▸ Exercise details
Scan the entries below. Report each line where the string "exit" occurs.

▸ Material for this exercise
******************************

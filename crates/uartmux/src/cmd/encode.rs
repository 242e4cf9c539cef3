use std::fs;

use bytes::BytesMut;
use uartmux_frame::encode_chunked;

use crate::cmd::EncodeArgs;
use crate::exit::{frame_error, io_error, CliError, CliResult, SUCCESS, USAGE};
use crate::output::print_raw;

pub fn run(args: EncodeArgs) -> CliResult<i32> {
    let payload = resolve_payload(&args)?;
    let wire = encode_payload(args.address, &payload)?;

    if args.hex_output {
        println!("{}", hex::encode(&wire));
    } else {
        print_raw(&wire);
    }
    Ok(SUCCESS)
}

fn encode_payload(address: u8, payload: &[u8]) -> CliResult<BytesMut> {
    let mut wire = BytesMut::new();
    let frames = encode_chunked(address, payload, &mut wire)
        .map_err(|err| frame_error("encode failed", err))?;
    tracing::debug!(address, frames, bytes = wire.len(), "encoded payload");
    Ok(wire)
}

fn resolve_payload(args: &EncodeArgs) -> CliResult<Vec<u8>> {
    if let Some(data) = &args.data {
        return Ok(data.as_bytes().to_vec());
    }
    if let Some(text) = &args.hex {
        return parse_hex(text);
    }
    if let Some(path) = &args.file {
        return fs::read(path)
            .map_err(|err| io_error(&format!("failed reading {}", path.display()), err));
    }
    Err(CliError::new(
        USAGE,
        "one of --data, --hex or --file is required",
    ))
}

fn parse_hex(text: &str) -> CliResult<Vec<u8>> {
    let compact: String = text.chars().filter(|c| !c.is_whitespace()).collect();
    let compact = compact
        .strip_prefix("0x")
        .or_else(|| compact.strip_prefix("0X"))
        .unwrap_or(&compact);
    hex::decode(compact).map_err(|err| CliError::new(USAGE, format!("--hex is not valid hex: {err}")))
}
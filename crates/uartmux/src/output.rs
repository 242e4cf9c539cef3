use std::io::{IsTerminal, Write};

use clap::ValueEnum;
use comfy_table::{presets::UTF8_FULL, ContentArrangement, Table};
use serde::Serialize;
use uartmux_frame::{Decoded, Frame, Malformed};
use uartmux_mux::StatsSnapshot;

#[derive(Clone, Debug, Copy, ValueEnum)]
pub enum OutputFormat {
    Json,
    Table,
    Pretty,
    Raw,
}

impl OutputFormat {
    pub fn default_for_stdout() -> Self {
        if std::io::stdout().is_terminal() {
            Self::Table
        } else {
            Self::Json
        }
    }
}

/// One decode outcome, flattened for display.
#[derive(Debug, Clone, PartialEq, Eq, Serialize)]
pub struct DecodeRecord {
    pub kind: &'static str,
    pub address: u8,
    #[serde(skip_serializing_if = "Option::is_none")]
    pub length: Option<usize>,
    #[serde(skip_serializing_if = "Option::is_none")]
    pub checksum: Option<u8>,
    #[serde(skip_serializing_if = "Option::is_none")]
    pub payload: Option<String>,
    #[serde(skip_serializing_if = "Option::is_none")]
    pub error: Option<String>,
    #[serde(skip)]
    pub raw: Option<Vec<u8>>,
}

impl DecodeRecord {
    pub fn from_frame(frame: &Frame) -> Self {
        Self {
            kind: "frame",
            address: frame.address,
            length: Some(frame.payload.len()),
            checksum: Some(frame.checksum()),
            payload: Some(payload_preview(frame.payload.as_ref())),
            error: None,
            raw: Some(frame.payload.to_vec()),
        }
    }

    pub fn from_malformed(malformed: &Malformed) -> Self {
        Self {
            kind: "malformed",
            address: malformed.address(),
            length: None,
            checksum: None,
            payload: None,
            error: Some(malformed.to_string()),
            raw: None,
        }
    }

    /// `None` for [`Decoded::Incomplete`].
    pub fn from_decoded(decoded: &Decoded) -> Option<Self> {
        match decoded {
            Decoded::Frame(frame) => Some(Self::from_frame(frame)),
            Decoded::Invalid(malformed) => Some(Self::from_malformed(malformed)),
            Decoded::Incomplete => None,
        }
    }
}

/// Totals for a decoded capture.
#[derive(Debug, Clone, Copy, Default, PartialEq, Eq, Serialize)]
pub struct DecodeSummary {
    pub frames: u64,
    pub malformed: u64,
    pub discarded: u64,
    /// The capture ended partway through a frame.
    pub incomplete: bool,
}

pub fn print_records(records: &[DecodeRecord], summary: &DecodeSummary, format: OutputFormat) {
    match format {
        OutputFormat::Json => {
            #[derive(Serialize)]
            struct SummaryRecord<'a> {
                kind: &'static str,
                #[serde(flatten)]
                summary: &'a DecodeSummary,
            }

            for record in records {
                print_json(record);
            }
            print_json(&SummaryRecord {
                kind: "summary",
                summary,
            });
        }
        OutputFormat::Table => {
            let mut table = Table::new();
            table
                .load_preset(UTF8_FULL)
                .set_content_arrangement(ContentArrangement::Dynamic)
                .set_header(vec!["KIND", "ADDRESS", "SIZE", "CRC", "PAYLOAD / ERROR"]);
            for record in records {
                table.add_row(vec![
                    record.kind.to_string(),
                    record.address.to_string(),
                    record.length.map(|n| n.to_string()).unwrap_or_default(),
                    record
                        .checksum
                        .map(|c| format!("{c:#04x}"))
                        .unwrap_or_default(),
                    record
                        .payload
                        .clone()
                        .or_else(|| record.error.clone())
                        .unwrap_or_default(),
                ]);
            }
            println!("{table}");
            println!("{}", summary_line(summary));
        }
        OutputFormat::Pretty => {
            for record in records {
                match (&record.payload, &record.error) {
                    (Some(payload), _) => println!(
                        "frame address={} size={} crc={:#04x} payload={}",
                        record.address,
                        record.length.unwrap_or_default(),
                        record.checksum.unwrap_or_default(),
                        payload
                    ),
                    (None, Some(error)) => {
                        println!("malformed address={} error={}", record.address, error)
                    }
                    (None, None) => {}
                }
            }
            println!("{}", summary_line(summary));
        }
        OutputFormat::Raw => {
            for record in records {
                if let Some(raw) = &record.raw {
                    print_raw(raw);
                }
            }
        }
    }
}

fn summary_line(summary: &DecodeSummary) -> String {
    format!(
        "frames={} malformed={} discarded={} incomplete={}",
        summary.frames, summary.malformed, summary.discarded, summary.incomplete
    )
}

pub fn print_stats(stats: &StatsSnapshot, format: OutputFormat) {
    match format {
        OutputFormat::Json => print_json(stats),
        OutputFormat::Table => {
            let mut table = Table::new();
            table
                .load_preset(UTF8_FULL)
                .set_content_arrangement(ContentArrangement::Dynamic)
                .set_header(vec!["COUNTER", "VALUE"]);
            for (name, value) in stats_rows(stats) {
                table.add_row(vec![name.to_string(), value.to_string()]);
            }
            println!("{table}");
        }
        OutputFormat::Pretty | OutputFormat::Raw => {
            let line: Vec<String> = stats_rows(stats)
                .iter()
                .map(|(name, value)| format!("{name}={value}"))
                .collect();
            println!("{}", line.join(" "));
        }
    }
}

fn stats_rows(stats: &StatsSnapshot) -> [(&'static str, u64); 9] {
    [
        ("frames_in", stats.frames_in),
        ("bytes_in", stats.bytes_in),
        ("frames_out", stats.frames_out),
        ("bytes_out", stats.bytes_out),
        ("malformed", stats.malformed),
        ("unroutable", stats.unroutable),
        ("stream_faults", stats.stream_faults),
        ("truncated", stats.truncated),
        ("discarded", stats.discarded),
    ]
}

fn print_json<T: Serialize>(value: &T) {
    println!(
        "{}",
        serde_json::to_string(value).unwrap_or_else(|_| "{}".to_string())
    );
}

pub fn print_raw(data: &[u8]) {
    let mut out = std::io::stdout();
    let _ = out.write_all(data);
    let _ = out.flush();
}

fn payload_preview(payload: &[u8]) -> String {
    match std::str::from_utf8(payload) {
        Ok(text) => text.to_string(),
        Err(_) => format!("<binary {} bytes>", payload.len()),
    }
}
mod cmd;
mod config;
mod exit;
mod logging;
mod output;

use clap::Parser;

use crate::cmd::Command;
use crate::logging::{init_logging, LogFormat, LogLevel};
use crate::output::OutputFormat;

#[derive(Parser, Debug)]
#[command(
    name = "uartmux",
    version,
    about = "Multiplex many byte streams over a single UART"
)]
struct Cli {
    /// Output format.
    #[arg(long, value_name = "FORMAT", global = true)]
    format: Option<OutputFormat>,

    /// Log output format (stderr).
    #[arg(long, value_name = "FORMAT", default_value = "text", global = true)]
    log_format: LogFormat,

    /// Minimum log level (stderr).
    #[arg(long, value_name = "LEVEL", default_value = "info", global = true)]
    log_level: LogLevel,

    #[command(subcommand)]
    command: Command,
}

fn main() {
    let cli = Cli::parse();
    init_logging(cli.log_format, cli.log_level);

    let format = cli.format.unwrap_or_else(OutputFormat::default_for_stdout);
    let result = cmd::run(cli.command, format);

    match result {
        Ok(code) => std::process::exit(code),
        Err(err) => {
            eprintln!("error: {err}");
            std::process::exit(err.code);
        }
    }
}

#[cfg(test)]
mod tests {
    use std::path::PathBuf;

    use super::*;

    #[test]
    fn parses_run_with_repeated_outputs() {
        let cli = Cli::try_parse_from([
            "uartmux",
            "run",
            "--device",
            "/dev/ttyUSB0",
            "--baud",
            "115200",
            "-o",
            "/tmp/nav0",
            "--output",
            "/tmp/gps0",
        ])
        .expect("run args should parse");

        match cli.command {
            Command::Run(args) => {
                assert_eq!(args.device, Some(PathBuf::from("/dev/ttyUSB0")));
                assert_eq!(args.baud, Some(115_200));
                assert_eq!(
                    args.outputs,
                    vec![PathBuf::from("/tmp/nav0"), PathBuf::from("/tmp/gps0")]
                );
            }
            other => panic!("unexpected command: {other:?}"),
        }
    }

    #[test]
    fn rejects_conflicting_payload_args() {
        let err = Cli::try_parse_from([
            "uartmux", "encode", "--address", "1", "--hex", "01", "--data", "hello",
        ])
        .expect_err("conflicting args should fail");

        assert_eq!(err.kind(), clap::error::ErrorKind::ArgumentConflict);
    }

    #[test]
    fn encode_requires_a_payload() {
        let err = Cli::try_parse_from(["uartmux", "encode", "--address", "1"])
            .expect_err("missing payload should fail");

        assert_eq!(err.kind(), clap::error::ErrorKind::MissingRequiredArgument);
    }

    #[test]
    fn address_must_fit_a_byte() {
        assert!(Cli::try_parse_from(["uartmux", "encode", "-a", "256", "--data", "x"]).is_err());
    }

    #[test]
    fn parses_decode_from_stdin() {
        let cli = Cli::try_parse_from(["uartmux", "--format", "json", "decode", "-"])
            .expect("decode args should parse");
        assert!(matches!(cli.command, Command::Decode(ref args) if args.input == PathBuf::from("-")));
    }
}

******************************

▸ Result below
use crate::exit::{frame_error, io_error, CliError, CliResult, SUCCESS, USAGE};
mod exit;
        Ok(code) => std::process::exit(code),
            std::process::exit(err.code);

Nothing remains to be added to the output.